| Exercise |
Scan the lines below for "second" and copy the matches.

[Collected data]
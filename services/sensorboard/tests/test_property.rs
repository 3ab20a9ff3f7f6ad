#[cfg(not(miri))] // Skip property tests under miri as they're too slow
use proptest::prelude::*;
#[cfg(not(miri))]
use sensorboard::model::{EntityId, Group, Sensor, SensorBatch};
#[cfg(not(miri))]
use sensorboard::reconcile::{batched, keyed};
#[cfg(not(miri))]
use sensorboard::view::ViewTree;
#[cfg(not(miri))]
use std::collections::BTreeSet;

#[cfg(not(miri))]
fn groups_strategy() -> impl Strategy<Value = Vec<Group>> {
    prop::collection::vec((0u64..12, "[A-D]{1,2}"), 0..10)
        .prop_map(|pairs| pairs.into_iter().map(|(id, name)| Group::new(id, name)).collect())
}

#[cfg(not(miri))]
fn sensors_strategy() -> impl Strategy<Value = Vec<Sensor>> {
    prop::collection::vec((0u64..12, 0i64..4), 0..10)
        .prop_map(|pairs| pairs.into_iter().map(|(id, data)| Sensor::new(id, data)).collect())
}

#[cfg(not(miri))]
fn expected_group_keys(groups: &[Group]) -> BTreeSet<String> {
    groups.iter().map(|g| format!("group-{}", g.group_id)).collect()
}

#[cfg(not(miri))]
fn rendered_group_keys(view: &ViewTree) -> BTreeSet<String> {
    view.group_keys().into_iter().map(String::from).collect()
}

#[cfg(not(miri))]
fn keyed_pass(view: &mut ViewTree, groups: &[Group]) -> usize {
    let patches = keyed::reconcile_groups(view, groups);
    view.apply_all(&patches).unwrap();
    patches.len()
}

#[cfg(not(miri))]
fn view_with_group() -> ViewTree {
    let mut view = ViewTree::new();
    keyed_pass(&mut view, &[Group::new(0, "G")]);
    view
}

#[cfg(not(miri))]
proptest! {
    #[test]
    fn keyed_groups_match_latest_fetch(first in groups_strategy(), second in groups_strategy()) {
        let mut view = ViewTree::new();
        keyed_pass(&mut view, &first);
        prop_assert_eq!(rendered_group_keys(&view), expected_group_keys(&first));

        keyed_pass(&mut view, &second);
        prop_assert_eq!(rendered_group_keys(&view), expected_group_keys(&second));
        // No duplicates
        prop_assert_eq!(view.group_keys().len(), expected_group_keys(&second).len());
    }

    #[test]
    fn keyed_sensors_match_latest_fetch(first in sensors_strategy(), second in sensors_strategy()) {
        let group = EntityId::from(0);
        let mut view = view_with_group();

        for sensors in [&first, &second] {
            let patches = keyed::reconcile_sensors(&view, &group, sensors).unwrap();
            view.apply_all(&patches).unwrap();

            let expected: BTreeSet<String> =
                sensors.iter().map(|s| format!("sensor-{}", s.sensor_id)).collect();
            let rendered: Vec<&str> = view.sensor_keys(&group);
            prop_assert_eq!(rendered.len(), expected.len());
            let rendered: BTreeSet<String> = rendered.into_iter().map(String::from).collect();
            prop_assert_eq!(rendered, expected);
        }
    }

    #[test]
    fn keyed_reconcile_is_idempotent(groups in groups_strategy(), sensors in sensors_strategy()) {
        let mut view = ViewTree::new();
        keyed_pass(&mut view, &groups);
        prop_assert_eq!(keyed_pass(&mut view, &groups), 0);

        let mut view = view_with_group();
        let group = EntityId::from(0);
        let patches = keyed::reconcile_sensors(&view, &group, &sensors).unwrap();
        view.apply_all(&patches).unwrap();
        prop_assert!(keyed::reconcile_sensors(&view, &group, &sensors).unwrap().is_empty());
    }

    #[test]
    fn batched_groups_accumulate(first in groups_strategy(), second in groups_strategy()) {
        let mut view = ViewTree::new();
        for groups in [&first, &second] {
            let patches = batched::reconcile_groups(&view, groups);
            view.apply_all(&patches).unwrap();
        }

        let mut expected = expected_group_keys(&first);
        expected.extend(expected_group_keys(&second));
        prop_assert_eq!(rendered_group_keys(&view), expected);
    }

    #[test]
    fn batched_batch_replaces_list(first in sensors_strategy(), second in sensors_strategy()) {
        let group = EntityId::from(0);
        let mut view = view_with_group();

        for sensors in [&first, &second] {
            let mut batch = SensorBatch::new();
            batch.insert(group.clone(), sensors.clone());
            let plan = batched::reconcile_sensor_batch(&view, &batch);
            prop_assert!(plan.missing.is_empty());
            view.apply_all(&plan.patches).unwrap();
        }

        let mut expected: Vec<String> = Vec::new();
        for sensor in &second {
            let key = format!("sensor-{}", sensor.sensor_id);
            if !expected.contains(&key) {
                expected.push(key);
            }
        }
        let rendered: Vec<String> = view.sensor_keys(&group).into_iter().map(String::from).collect();
        prop_assert_eq!(rendered, expected);
    }
}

| Written response |
    fn keyed_groups_match_latest_fetch(first in groups_strategy(), second in groups_strategy()) {
        keyed_pass(&mut view, &second);
        prop_assert_eq!(rendered_group_keys(&view), expected_group_keys(&second));
        prop_assert_eq!(view.group_keys().len(), expected_group_keys(&second).len());
    fn keyed_sensors_match_latest_fetch(first in sensors_strategy(), second in sensors_strategy()) {
        for sensors in [&first, &second] {
    fn batched_groups_accumulate(first in groups_strategy(), second in groups_strategy()) {
        for groups in [&first, &second] {
        expected.extend(expected_group_keys(&second));
    fn batched_batch_replaces_list(first in sensors_strategy(), second in sensors_strategy()) {
        for sensors in [&first, &second] {
        for sensor in &second {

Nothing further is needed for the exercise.